== Segment start ==
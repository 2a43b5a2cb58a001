//! Reference adapters: local-file input/output and two generic
//! guest-conversion modules, all implemented against the trait contracts in
//! `v2kvm_core`.

pub mod appliance;
pub mod domain;
pub mod local_input;
pub mod local_output;
pub mod modules;
pub mod xml_utils;

pub use appliance::GuestfishAppliance;
pub use local_input::LocalFileInput;
pub use local_output::LocalFileOutput;
pub use modules::{GenericLinuxModule, GenericWindowsStub};
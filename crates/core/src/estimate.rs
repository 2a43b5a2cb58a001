//! The space estimator: the core's key algorithm.
//!
//! Given the guest's mounted-filesystem free space and the overlays'
//! virtual sizes, produce a conservative per-overlay upper bound on the
//! bytes the target will need once fstrim and non-zero-sector copying have
//! run. Skipped entirely in in-place mode.

use crate::inspect::is_trim_eligible;
use crate::mountstats::MountpointStats;
use crate::overlay::Overlay;

/// Run the estimator over `mounts`/`overlays`, writing results into each
/// overlay's `stats.estimated_size`.
///
/// If the overlays' combined virtual size is zero, estimation is skipped
/// without error: there is nothing to scale the filesystem savings onto.
pub fn estimate(mounts: &[MountpointStats], overlays: &[Overlay]) {
    let src_total: u64 = overlays.iter().map(|ov| ov.virtual_size).sum();
    if src_total == 0 {
        return;
    }

    let fs_total: u64 = mounts.iter().map(|m| m.total_bytes()).sum();
    let ratio = fs_total as f64 / src_total as f64;

    let fs_free: u64 = mounts
        .iter()
        .filter(|m| is_trim_eligible(&m.fs_type))
        .map(|m| m.free_bytes())
        .sum();

    let scaled_saving = (fs_free as f64 * ratio).floor() as u64;

    for overlay in overlays {
        let p = overlay.virtual_size as f64 / src_total as f64;
        let apportioned_saving = (p * scaled_saving as f64).floor() as u64;
        let estimated = overlay.virtual_size.saturating_sub(apportioned_saving);
        overlay.stats.estimated_size.set(Some(estimated));
    }
}
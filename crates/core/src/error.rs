//! The pipeline's typed error variants.
//!
//! Per the design, almost every fallible call in this crate returns
//! [`color_eyre::Result`] with an ad hoc `eyre!(...)` message. A handful of
//! failure shapes are worth matching on programmatically from the CLI layer
//! (for example, to print a dedicated hint), so those are carried as a small
//! [`thiserror`] enum that gets wrapped into a [`color_eyre::Report`] like
//! everything else.

use camino::Utf8PathBuf;

/// Distinguished error shapes callers may want to match on.
#[derive(Debug, thiserror::Error)]
pub enum PipelineError {
    /// The configured temp directory does not have enough free space.
    #[error(
        "temp directory {path} has only {available} bytes free, need at least {required}; \
         set {env_var} to relocate it"
    )]
    InsufficientTempSpace {
        /// Directory that was checked.
        path: Utf8PathBuf,
        /// Bytes actually available.
        available: u64,
        /// Bytes required.
        required: u64,
        /// Environment variable the user can set to relocate the directory.
        env_var: &'static str,
    },

    /// A mounted guest filesystem does not have enough free space for the
    /// conversion to proceed.
    #[error("guest filesystem {mountpoint} has only {available} bytes free, need {required}")]
    InsufficientGuestSpace {
        /// Mount path inside the guest.
        mountpoint: String,
        /// Bytes actually available.
        available: u64,
        /// Bytes required.
        required: u64,
    },

    /// No output format could be determined for a disk.
    #[error("disk has no defined format")]
    NoDefinedFormat,

    /// `--compressed` was requested for a format that does not support it.
    #[error("compression requires the qcow2 format, got {0}")]
    CompressionRequiresQcow2(String),

    /// No registered conversion module matched the inspected guest.
    #[error("unable to convert this guest type")]
    NoMatchingConversionModule,

    /// The output adapter rejected the chosen firmware.
    #[error("output does not support {0:?} firmware")]
    UnsupportedFirmware(crate::source::Firmware),
}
== Segment end ==
Work to be completed >> Nothing but the lines from the one containing "relocate the directory." through the last line of the data above should be given again, each exactly as it stands.

Written response >>
        /// Environment variable the user can set to relocate the directory.
        env_var: &'static str,
    },

    /// A mounted guest filesystem does not have enough free space for the
    /// conversion to proceed.
    #[error("guest filesystem {mountpoint} has only {available} bytes free, need {required}")]
    InsufficientGuestSpace {
        /// Mount path inside the guest.
        mountpoint: String,
        /// Bytes actually available.
        available: u64,
        /// Bytes required.
        required: u64,
    },

    /// No output format could be determined for a disk.
    #[error("disk has no defined format")]
    NoDefinedFormat,

    /// `--compressed` was requested for a format that does not support it.
    #[error("compression requires the qcow2 format, got {0}")]
    CompressionRequiresQcow2(String),

    /// No registered conversion module matched the inspected guest.
    #[error("unable to convert this guest type")]
    NoMatchingConversionModule,

    /// The output adapter rejected the chosen firmware.
    #[error("output does not support {0:?} firmware")]
    UnsupportedFirmware(crate::source::Firmware),
}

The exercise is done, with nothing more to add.